Abbiamo, infatti, assistito ad un cambiamento delle abitudini quotidiane, affettive, lavorative e, dopo la prima fase, volta a contenere i contagi e la diffusione del virus, oggi, a seguito della disponibilità del vaccino anti-covid, uno dei aspetti spinosi riguarda la non obbligatorietà del vaccino e le conseguenze che questo comporta in particolare nei luoghi di lavoro.

Il datore di lavoro si trova a ricercare il corretto e difficile equilibrio tra tutela delle libertà costituzionali, per colui che non vuole effettuare la vaccinazione, e tutela della salute degli altri lavoratori presenti in azienda.

In tale scenario risulta difficile per il datore di lavoro operare la giusta scelta anche in merito alle conseguenze da applicare per i soggetti contrari alla vaccinazione e presenti nel luogo di lavoro.
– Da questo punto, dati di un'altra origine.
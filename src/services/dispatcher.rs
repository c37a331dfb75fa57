//! Background dispatcher: relays notifications between extension pages and
//! pushes a page's stored tuple when navigation completes.

use std::sync::mpsc::Receiver;

use crate::managers::tab_manager::{is_scriptable, page_host, TabChannel};
use crate::services::settings_store::{SettingsStore, SettingsStoreTrait};
use crate::types::errors::MessagingError;
use crate::types::message::{Message, Outbox, Response};
use crate::types::settings::is_site_key;
use crate::types::storage::{StorageArea, StorageChange};

pub struct Dispatcher {
    store: SettingsStore,
    store_events: Receiver<StorageChange>,
    delivery_failure_logged: bool,
}

impl Dispatcher {
    pub fn new(store: SettingsStore) -> Self {
        let store_events = store.subscribe();
        Self {
            store,
            store_events,
            delivery_failure_logged: false,
        }
    }

    /// Single dispatch point for runtime messages reaching the background.
    pub fn handle_message(&mut self, message: &Message, out: &mut Outbox) -> Option<Response> {
        match message {
            Message::UserChangedThemePreference { theme } => {
                out.post(Message::ThemeChanged { theme: *theme });
                None
            }
            Message::SiteDataDidChange => {
                out.post(Message::SiteDataDidChangeForwarded);
                None
            }
            Message::SettingsImportedSuccessfully => {
                out.post(Message::ReloadPopupSettings);
                Some(Response::ok())
            }
            Message::ThemeChanged { .. }
            | Message::SiteDataDidChangeForwarded
            | Message::ReloadPopupSettings
            | Message::ApplyStyles(_)
            | Message::ResetStyles => None,
        }
    }

    /// Relays local-store writes that touched site records.
    pub fn poll_storage(&mut self, out: &mut Outbox) {
        while let Ok(event) = self.store_events.try_recv() {
            if event.area == StorageArea::Local && event.keys().any(is_site_key) {
                tracing::debug!("site records changed, notifying editors");
                out.post(Message::SiteDataDidChangeForwarded);
            }
        }
    }

    /// Pushes the page's record once a top-level navigation has finished.
    /// Returns true when the page acknowledged the command.
    pub fn on_navigation_completed(
        &mut self,
        tab_id: &str,
        url: &str,
        tabs: &mut dyn TabChannel,
    ) -> bool {
        if !is_scriptable(url) {
            return false;
        }
        let host = page_host(url);
        if host.is_empty() {
            return false;
        }
        let record = match self.store.get_site(&host) {
            Ok(Some(record)) => record,
            Ok(None) => return false,
            Err(e) => {
                tracing::warn!(host = %host, error = %e, "could not read site settings");
                return false;
            }
        };
        match tabs.send_to_tab(tab_id, &Message::ApplyStyles(record.style)) {
            Ok(_) => true,
            Err(e) => {
                self.report_delivery_failure(tab_id, &e);
                false
            }
        }
    }

    fn report_delivery_failure(&mut self, tab_id: &str, error: &MessagingError) {
        if error.is_routine() || self.delivery_failure_logged {
            tracing::debug!(tab = tab_id, error = %error, "apply on navigation not delivered");
            return;
        }
        self.delivery_failure_logged = true;
        tracing::warn!(tab = tab_id, error = %error, "apply on navigation failed");
    }

    pub fn has_logged_delivery_failure(&self) -> bool {
        self.delivery_failure_logged
    }
}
Nel corso dei mesi abbiamo anche assistito ad una evoluzione della giurisprudenza da parte dei Tribunali che si sono trovati ad affrontare contenziosi tra lavoratore e datore di lavoro sorti proprio a seguito del rifiuto ad effettuare la vaccinazione.

Interessante, sul punto, risulta essere l'ordinanza emessa, in questi giorni, dal Tribunale di Modena ed avente ad oggetto un caso sorto prima dell'approvazione del decreto n. 44 del 2021 il quale ha previsto l'obbligo di vaccinazione per i sanitari.

Il giudizio prendeva le mosse da un ricorso avanzato da due fisioterapiste di una RSA le quali venivano sospese dal posto di lavoro in quanto non vaccinate.

Nel caso di specie il Giudice, chiamato a decidere la vertenza, scrive nel provvedimento che: “il datore di lavoro si pone come garante della salute e della sicurezza dei dipendenti e dei terzi che per diverse ragioni si trovano all’interno dei locali aziendali e ha quindi l’obbligo ai sensi dell’articolo 2087 del Codice civile di adottare tutte quelle misure di prevenzione e protezione che sono necessarie a tutelare l’integrità fisica dei lavoratori”.

Il datore di lavoro può quindi sospendere dal servizio nonché dalla retribuzione il lavoratore che rifiuta di vaccinarsi.

La decisione del Giudice viene supportata anche dalla direttiva europea che, nel giugno 2020, ha incluso il Covid tra gli agenti biologici contro i quali è necessario tutelare gli ambienti di lavoro.

Il datore di lavoro ha il dovere di tutelare i propri dipendenti anche dal rischio di contrarre il virus.

L'ordinanza in esame puntualizza, altresì, come il rifiuto alla vaccinazione non può portare all'applicazione di sanzioni disciplinari ma può avere conseguenze sul piano della valutazione oggettiva dell'idoneità alla mansione.

Legittima, pertanto, la sospensione senza retribuzione dal posto di lavoro in caso di mancata vaccinazione del lavoratore che svolge la mansione a contatto con il pubblico o in luoghi chiusi e vicino ad altri colleghi.